### Task item
Write out each line of the records that has "rest" in it.

### Task inputs

use std::fmt;

use crate::error::{Error, Result};

pub const DEFAULT_PORT: u16 = 80;

/// Fixed upstream configured for every bridge. With no `host` the upstream
/// is taken from the `Host` header of each bridge's first request.
#[derive(Debug, Clone, Default, PartialEq, Eq)]
pub struct ProxyTarget {
    pub host: Option<String>,
    pub port: Option<u16>,
}

/// Resolved upstream address.
#[derive(Debug, Clone, PartialEq, Eq)]
pub struct Target {
    pub host: String,
    pub port: u16,
}

impl Target {
    pub fn new(host: impl Into<String>, port: u16) -> Self {
        Self {
            host: host.into(),
            port,
        }
    }

    /// Resolve the upstream for a bridge from its configuration and first request.
    ///
    /// A configured host always wins and the request is not inspected at all.
    pub fn resolve(proxy: &ProxyTarget, request: &[u8]) -> Result<Self> {
        if let Some(ref host) = proxy.host {
            return Ok(Self::new(host.clone(), proxy.port.unwrap_or(DEFAULT_PORT)));
        }

        let value = host_header(request)?;
        parse_authority(value)
    }
}

impl fmt::Display for Target {
    fn fmt(&self, f: &mut fmt::Formatter<'_>) -> fmt::Result {
        if self.host.contains(':') {
            write!(f, "[{}]:{}", self.host, self.port)
        } else {
            write!(f, "{}:{}", self.host, self.port)
        }
    }
}

/// Whether `request` holds the whole first header block, up to and including
/// the blank line.
pub fn head_complete(request: &[u8]) -> bool {
    request.windows(4).any(|w| w == b"\r\n\r\n")
}

/// CR-terminated lines of the first header block, stopping at the blank line.
/// A trailing fragment without its line terminator is ignored.
fn header_lines(request: &[u8]) -> impl Iterator<Item = &[u8]> {
    let terminated = match request.iter().rposition(|&b| b == b'\n') {
        Some(end) => &request[..end],
        None => &[][..],
    };

    terminated
        .split(|&b| b == b'\n')
        .map_while(|line| line.strip_suffix(b"\r"))
        .take_while(|line| !line.is_empty())
}

fn host_header(request: &[u8]) -> Result<&str> {
    let mut found = None;

    // The request line has no `Host:` prefix, so it is scanned like any other.
    for line in header_lines(request) {
        let Some(colon) = line.iter().position(|&b| b == b':') else {
            continue;
        };
        let (name, value) = (&line[..colon], &line[colon + 1..]);
        if !name.eq_ignore_ascii_case(b"host") {
            continue;
        }
        if found.is_some() {
            return Err(Error::MalformedRequest("duplicate Host header".into()));
        }
        let value = std::str::from_utf8(value)
            .map_err(|_| Error::MalformedRequest("Host header is not valid UTF-8".into()))?;
        found = Some(value.trim_matches(|c| c == ' ' || c == '\t'));
    }

    found.ok_or_else(|| Error::MalformedRequest("no Host header in request".into()))
}

fn parse_authority(value: &str) -> Result<Target> {
    if value.is_empty() {
        return Err(Error::MalformedRequest("empty Host header".into()));
    }
    if value
        .chars()
        .any(|c| c.is_whitespace() || c.is_control() || matches!(c, '/' | '@' | '?' | '#'))
    {
        return Err(Error::MalformedRequest(format!(
            "invalid Host header '{value}'"
        )));
    }

    let (host, port) = if let Some(rest) = value.strip_prefix('[') {
        let (host, after) = rest.split_once(']').ok_or_else(|| {
            Error::MalformedRequest(format!("unterminated IPv6 literal in '{value}'"))
        })?;
        match after {
            "" => (host, None),
            _ => match after.strip_prefix(':') {
                Some(port) => (host, Some(port)),
                None => {
                    return Err(Error::MalformedRequest(format!(
                        "unexpected data after IPv6 literal in '{value}'"
                    )))
                }
            },
        }
    } else {
        match value.rsplit_once(':') {
            Some((host, _)) if host.contains(':') => {
                return Err(Error::MalformedRequest(format!(
                    "ambiguous Host header '{value}': IPv6 literals must be bracketed"
                )))
            }
            Some((host, port)) => (host, Some(port)),
            None => (value, None),
        }
    };

    if host.is_empty() {
        return Err(Error::MalformedRequest(format!(
            "missing host in Host header '{value}'"
        )));
    }

    let port = match port {
        Some(port) => parse_port(port).ok_or_else(|| {
            Error::MalformedRequest(format!("invalid port in Host header '{value}'"))
        })?,
        None => DEFAULT_PORT,
    };

    Ok(Target::new(host, port))
}

fn parse_port(raw: &str) -> Option<u16> {
    if raw.is_empty() || !raw.bytes().all(|b| b.is_ascii_digit()) {
        return None;
    }
    raw.parse().ok().filter(|&port| port != 0)
}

### Result of the task
    let (host, port) = if let Some(rest) = value.strip_prefix('[') {
        let (host, after) = rest.split_once(']').ok_or_else(|| {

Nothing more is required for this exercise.